Scientific classification
- Kingdom: Animalia
- Phylum: Chordata
- Class: Reptilia
- Order: Squamata
- Family: Scincidae
- Genus: Typhlacontias
- Species: T. punctatissimus
- Binomial name: Typhlacontias punctatissimus Bocage, 1873

= Typhlacontias punctatissimus =

- Genus: Typhlacontias
- Species: punctatissimus
- Authority: Bocage, 1873
- Conservation status: LC

Species of reptile

Typhlacontias punctatissimus, also known commonly as the dotted blind dart skink, the speckled burrowing skink, and the speckled western burrowing skink, is a species of lizard in the family Scincidae. The species is native to southern Africa. Three subspecies are recognized.

==Geographic range==
T. punctatissimus found in Angola and Namibia.

==Habitat==
The preferred natural habitat of T. punctatissimus is desert at altitudes from sea level to 300 m.

==Description==
A small burrowing skink, T. punctatissimus usually has a snout-to-vent length (SVL) of 6–8 cm. Maximum recorded SVL is 8.6 cm. It has no eyelids, no external ear openings, and usually no legs. However, some specimens may have rudimentary hind limbs. Dorsally, it is golden brown, with many black dots forming lines.
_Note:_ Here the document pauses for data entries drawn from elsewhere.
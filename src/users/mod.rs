use crate::state::AppState;
use axum::Router;

pub mod dto;
pub mod handlers;
pub mod memory;
pub mod repo;
pub mod repo_types;
pub mod services;

pub fn router() -> Router<AppState> {
    Router::new().merge(handlers::user_routes())
}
The ventral surface of the tail is silvery blue.

==Behavior==
T. punctatissimus is terrestrial and fossorial.

==Reproduction==
T. punctatissimus is viviparous.

==Subspecies==
Three subspecies are recognized as being valid, including the nominotypical subspecies.
- Typhlacontias punctatissimus bogerti Laurent, 1964
- Typhlacontias punctatissimus brainei Haacke, 1997
- Typhlacontias punctatissimus punctatissimus Bocage, 1873

==Etymology==
The subspecific name, bogerti, is in honor of American herpetologist Charles Mitchill Bogert.

The subspecific name, brainei, is in honor of Steve Braine, who was a ranger at Skeleton Coast National Park, Namibia.